First Nation goes to court to stop development on traditional land

The Yukon government is embroiled in yet another land dispute, this time with the Little Salmon/Carmacks First Nation.

The Yukon government is embroiled in yet another land dispute, this time with the Little Salmon/Carmacks First Nation.

Little Salmon/Carmacks filed a petition with Yukon Supreme Court on Tuesday, seeking an injunction to prevent the government from granting a 65-hectare parcel of land in the First Nation’s traditional territory to a private citizen for agricultural development.

The parcel is located near McGregor Creek on the North Klondike Highway.

The land application review committee approved an application from farmer Larry Paulson in August 2004.

The application was granted despite concerns from the Yukon government’s own officials about impacts on wildlife, settlement land and archaeological resources, the First Nation said.

“The other government ignored a fish and wildlife management plan previously developed in collaboration with their own department of Environment and the Carmacks Renewable Resource Council,” Little Salmon/Carmacks said in a release.

“No environmental assessment of the application has been conducted.”

Furthermore, the First Nation was not “adequately” consulted.

“The disposition will adversely affect and infringe various Little Salmon/Carmacks rights and interests secured through their land claims agreement.”

The Paulson disposition will also adversely affect First Nation elder Johnny Sam’s trapline, and nearby settlement land, said Little Salmon/Carmacks First Nation lands director Susan Davis.

“We are taking them to court,” said Davis, who was reluctant to comment on the case because of advice from legal counsel.

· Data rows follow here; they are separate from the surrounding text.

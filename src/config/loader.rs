//! Configuration loading functionality.
//!
//! This module provides the [`ConfigLoader`] type for loading the
//! compensation configuration from a YAML file.

use rust_decimal::Decimal;
use std::fs;
use std::path::Path;

use crate::error::{EngineError, EngineResult};

use super::types::CompensationConfig;

/// Loads and provides access to the compensation configuration.
///
/// The `ConfigLoader` reads the YAML configuration file from a directory
/// and validates it before handing it out.
///
/// # Directory Structure
///
/// ```text
/// config/paywatch/
/// └── compensation.yaml   # Salary, premiums, schedule, deductions
/// ```
///
/// # Example
///
/// ```no_run
/// use paywatch::config::ConfigLoader;
///
/// let loader = ConfigLoader::load("./config/paywatch").unwrap();
/// let config = loader.config();
/// println!("Monthly salary: {}", config.salary.monthly);
/// ```
#[derive(Debug, Clone)]
pub struct ConfigLoader {
    config: CompensationConfig,
}

impl ConfigLoader {
    /// Loads configuration from the specified directory.
    ///
    /// # Arguments
    ///
    /// * `path` - Path to the configuration directory (e.g., "./config/paywatch")
    ///
    /// # Returns
    ///
    /// Returns a `ConfigLoader` instance on success, or an error if:
    /// - The configuration file is missing
    /// - The file contains invalid YAML
    /// - A value is out of range (see [`ConfigLoader::validate`])
    pub fn load<P: AsRef<Path>>(path: P) -> EngineResult<Self> {
        let path = path.as_ref();

        let config_path = path.join("compensation.yaml");
        let config = Self::load_yaml::<CompensationConfig>(&config_path)?;

        Self::validate(&config)?;

        Ok(Self { config })
    }

    /// Loads and parses a YAML file.
    fn load_yaml<T: serde::de::DeserializeOwned>(path: &Path) -> EngineResult<T> {
        let path_str = path.display().to_string();

        let content = fs::read_to_string(path).map_err(|_| EngineError::ConfigNotFound {
            path: path_str.clone(),
        })?;

        serde_yaml::from_str(&content).map_err(|e| EngineError::ConfigParseError {
            path: path_str,
            message: e.to_string(),
        })
    }

    /// Validates the loaded configuration.
    ///
    /// Checks that every figure the engine divides by or clamps against is
    /// in a usable range, so the calculations stay total functions.
    fn validate(config: &CompensationConfig) -> EngineResult<()> {
        fn require_positive(field: &str, value: Decimal) -> EngineResult<()> {
            if value <= Decimal::ZERO {
                return Err(EngineError::InvalidConfig {
                    field: field.to_string(),
                    message: format!("must be positive, got {value}"),
                });
            }
            Ok(())
        }

        require_positive("salary.monthly", config.salary.monthly)?;
        require_positive(
            "salary.working_days_per_month",
            config.salary.working_days_per_month,
        )?;
        require_positive(
            "salary.standard_hours_per_day",
            config.salary.standard_hours_per_day,
        )?;
        require_positive(
            "schedule.scheduled_paid_hours",
            config.schedule.scheduled_paid_hours,
        )?;

        if config.salary.de_minimis_allowance < Decimal::ZERO {
            return Err(EngineError::InvalidConfig {
                field: "salary.de_minimis_allowance".to_string(),
                message: "must not be negative".to_string(),
            });
        }

        if config.schedule.shift_start_hour > 23 {
            return Err(EngineError::InvalidConfig {
                field: "schedule.shift_start_hour".to_string(),
                message: format!("must be 0-23, got {}", config.schedule.shift_start_hour),
            });
        }

        if config.schedule.shift_end_hour > 23 {
            return Err(EngineError::InvalidConfig {
                field: "schedule.shift_end_hour".to_string(),
                message: format!("must be 0-23, got {}", config.schedule.shift_end_hour),
            });
        }

        if config.schedule.unpaid_break_hours < Decimal::ZERO {
            return Err(EngineError::InvalidConfig {
                field: "schedule.unpaid_break_hours".to_string(),
                message: "must not be negative".to_string(),
            });
        }

        if config.schedule.grace_period_minutes < 0 {
            return Err(EngineError::InvalidConfig {
                field: "schedule.grace_period_minutes".to_string(),
                message: "must not be negative".to_string(),
            });
        }

        if config.deductions.health_contribution_floor
            > config.deductions.health_contribution_cap
        {
            return Err(EngineError::InvalidConfig {
                field: "deductions.health_contribution_floor".to_string(),
                message: "floor exceeds cap".to_string(),
            });
        }

        Ok(())
    }

    /// Returns the validated compensation configuration.
    pub fn config(&self) -> &CompensationConfig {
        &self.config
    }

    /// Consumes the loader and returns the owned configuration.
    pub fn into_config(self) -> CompensationConfig {
        self.config
    }
}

Little Salmon/Carmacks names Paulson, former agriculture branch director David Beckman and “the Yukon minister of Energy, Mines and Resources,” currently Archie Lang, as respondents to its court petition.

In doing so, Little Salmon/Carmacks joins a growing number of disgruntled individuals and First Nations either pursuing legal action against the Resources department, or considering it.

The Ta’an Kwach’an Council, for example, filed court documents earlier this year to prevent a 65-hectare disposition to private agricultural interests within its traditional territory near Shallow Bay.

The Council of Yukon First Nations and the Ross River Dena Council both sent letters to Premier Dennis Fentie in recent weeks, detailing their concerns about the government’s new land application policy for big game outfitters, and requesting a halt to the process.

And some private individuals, such as Brett Boughen and Sheila Alexandrovich, are considering legal action against the government to prevent residential lot development in the Annie Lake Road area.

So is the Carcross-Tagish First Nation.

Lands branch officials suggested legal action as a final option, Boughen said in a previous interview.

For Little Salmon Carmacks, the courts are a last resort, said Davis.

“From the point of initiation until now, there has been a copious amount of attempt to engage the Yukon government into discussions on this,” said Davis.

“We were trying to take a different approach. We have documentation that shows they have no interest in working these issues out with us.

“We’re really looking forward to a court decision on this.”

The First Nation wants the Paulson disposition cancelled and its application to undergo an assessment from the new Yukon Environmental and Socioeconomic Assessment Board.